Electrochemical control of a DNA Holliday Junction nanoswitch by Mg 2+ ions

Abstract

The molecular conformation of a synthetic branched, 4-way DNA Holliday junction (HJ) was electrochemically switched between the open and closed (stacked) conformers. Switching was achieved by electrochemically induced quantitative release of Mg 2+ ions from the oxidised poly( N-methylpyrrole) film (PPy), which contained polyacrylate as an immobile counter anion and Mg 2+ ions as charge compensating mobile cations. This increase in the Mg 2+ concentration screened the electrostatic repulsion between the widely separated arms in the open HJ configuration, inducing switching to the closed conformation. Upon electrochemical reduction of PPy, entrapment of Mg 2+ ions back into the PPy film induced the reverse HJ switching from the closed to open state. The conformational transition was monitored using fluorescence resonance energy transfer (FRET) between donor and acceptor dyes each located at the terminus of one of the arms.
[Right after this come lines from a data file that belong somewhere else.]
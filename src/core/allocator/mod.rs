//! Page allocation for the filesystem
//!
//! Every filesystem tracks page usage with one bitmap. Where that bitmap
//! lives is fixed when the filesystem is opened:
//! - [`BitmapPlacement::Engine`]: the device keeps it (write-once parts), the
//!   page cache reads and programs it
//! - [`BitmapPlacement::Local`]: 4 bytes inside the root directory control
//!   field, for filesystems of at most 32 pages
//! - [`BitmapPlacement::File`]: a chain of bitmap pages elsewhere in the
//!   address space

pub mod bitmap;

use crate::core::error::Result;
use crate::core::page::PageId;

pub use bitmap::PageBitmap;

/// Largest filesystem whose bitmap fits in the root control field
pub const LOCAL_BITMAP_PAGES: usize = 32;

/// Bytes of the root control field used by a local bitmap
pub const LOCAL_BITMAP_BYTES: usize = LOCAL_BITMAP_PAGES / 8;

/// Where the page bitmap of a filesystem is stored
#[derive(Debug, Clone, Copy, PartialEq, Eq)]
pub enum BitmapPlacement {
    Engine,
    Local,
    File { start: PageId, pages: usize },
}

impl BitmapPlacement {
    /// Pick the placement for a freshly formatted filesystem
    pub fn select(
        device_tracks_usage: bool,
        total_pages: usize,
        bitmap_file_start: PageId,
        bitmap_file_pages: usize,
    ) -> Self {
        if device_tracks_usage {
            BitmapPlacement::Engine
        } else if total_pages <= LOCAL_BITMAP_PAGES {
            BitmapPlacement::Local
        } else {
            BitmapPlacement::File {
                start: bitmap_file_start,
                pages: bitmap_file_pages,
            }
        }
    }
}

/// Page allocator contract shared by all bitmap placements
pub trait PageAllocator {
    /// Mark `page` as used
    fn mark_used(&mut self, page: PageId) -> Result<()>;

    /// Release `page`; false when the page cannot be (or was not) released
    fn free_page(&mut self, page: PageId) -> bool;

    /// Restart scanning at page 0 and return the first free page
    fn first_free_page(&mut self) -> Option<PageId>;

    /// Continue scanning from the last returned page
    fn next_free_page(&mut self) -> Option<PageId>;

    /// Number of free pages
    fn number_free_pages(&self) -> usize;
}
//! Filesystem engine
//!
//! Layers, bottom to top:
//!
//! - [`provider`] - traits the bus transport implements
//! - [`page`] - packet framing, CRC16, page states
//! - [`cache`] - per-group page cache with write-back, redirects and bitmap commit
//! - [`allocator`] - page usage bitmap and its placements
//! - [`header`], [`record`], [`path`] - on-media formats and path parsing
//! - [`descriptor`] - directories, file chains, format and the open descriptor
//! - [`registry`], [`topology`] - cache sharing and multi-device resolution

pub mod allocator;
pub mod cache;
pub mod config;
pub mod descriptor;
pub mod error;
pub mod header;
pub mod page;
pub mod path;
pub mod provider;
pub mod record;
pub mod registry;
pub mod topology;

pub use cache::{CacheStats, MemoryCache};
pub use config::WireFsConfig;
pub use descriptor::FileDescriptor;
pub use error::{ErrorKind, Result, WireFsError};
pub use page::{PageId, PageState};
pub use provider::{Adapter, Device, DeviceAddress, MemoryBank};
pub use registry::CacheRegistry;
//! Runtime configuration, loadable from TOML

use crate::core::error::{Result, WireFsError};
use serde::{Deserialize, Serialize};
use std::path::Path;

fn default_read_retries() -> u32 {
    8
}

fn default_true() -> bool {
    true
}

/// Tunables of the page cache
///
/// ```toml
/// read_retries = 8
/// sequential_reads = true
/// renegotiate_speed = true
/// verify_bitmap = true
/// ```
#[derive(Debug, Clone, PartialEq, Eq, Serialize, Deserialize)]
#[serde(deny_unknown_fields)]
pub struct WireFsConfig {
    /// Raw read attempts on rewritable media before a CRC failure is final
    #[serde(default = "default_read_retries")]
    pub read_retries: u32,

    /// Pass the sequential-read hint when pages are read in order
    #[serde(default = "default_true")]
    pub sequential_reads: bool,

    /// Renegotiate bus speed when a flush moves to another device
    #[serde(default = "default_true")]
    pub renegotiate_speed: bool,

    /// Read back the device usage bitmap after programming it
    #[serde(default = "default_true")]
    pub verify_bitmap: bool,
}

impl Default for WireFsConfig {
    fn default() -> Self {
        WireFsConfig {
            read_retries: default_read_retries(),
            sequential_reads: true,
            renegotiate_speed: true,
            verify_bitmap: true,
        }
    }
}

impl WireFsConfig {
    /// Parse and validate a TOML document
    pub fn from_toml_str(text: &str) -> Result<Self> {
        let config: WireFsConfig =
            toml::from_str(text).map_err(|e| WireFsError::InvalidConfig(e.to_string()))?;
        config.validate()?;
        Ok(config)
    }

    /// Load a TOML configuration file
    pub fn from_file<P: AsRef<Path>>(path: P) -> Result<Self> {
        let text = std::fs::read_to_string(path.as_ref()).map_err(|e| {
            WireFsError::InvalidConfig(format!("{}: {}", path.as_ref().display(), e))
        })?;
        Self::from_toml_str(&text)
    }

    /// Reject settings the cache cannot work with
    pub fn validate(&self) -> Result<()> {
        if self.read_retries == 0 {
            return Err(WireFsError::InvalidConfig(
                "read_retries must be at least 1".to_string(),
            ));
        }
        Ok(())
    }
}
The demonstrated electrochemical control of the conformation of the used probe-target HJ complex, previously reported as a highly sequence specific nanodevice for detecting of unlabelled target [Buck, A.H., Campbell, C.J., Dickinson, P., Mountford, C.P., Stoquert, H.C., Terry, J.G., Evans, S.A.G., Keane, L., Su, T.J., Mount, A.R., Walton, A.J., Beattie, J.S., Crain, J., Ghazal, P., 2007. Anal. Chem., 79, 4724–4728], allows the development of electronically addressable DNA nanodevices and label-free gene detection assays.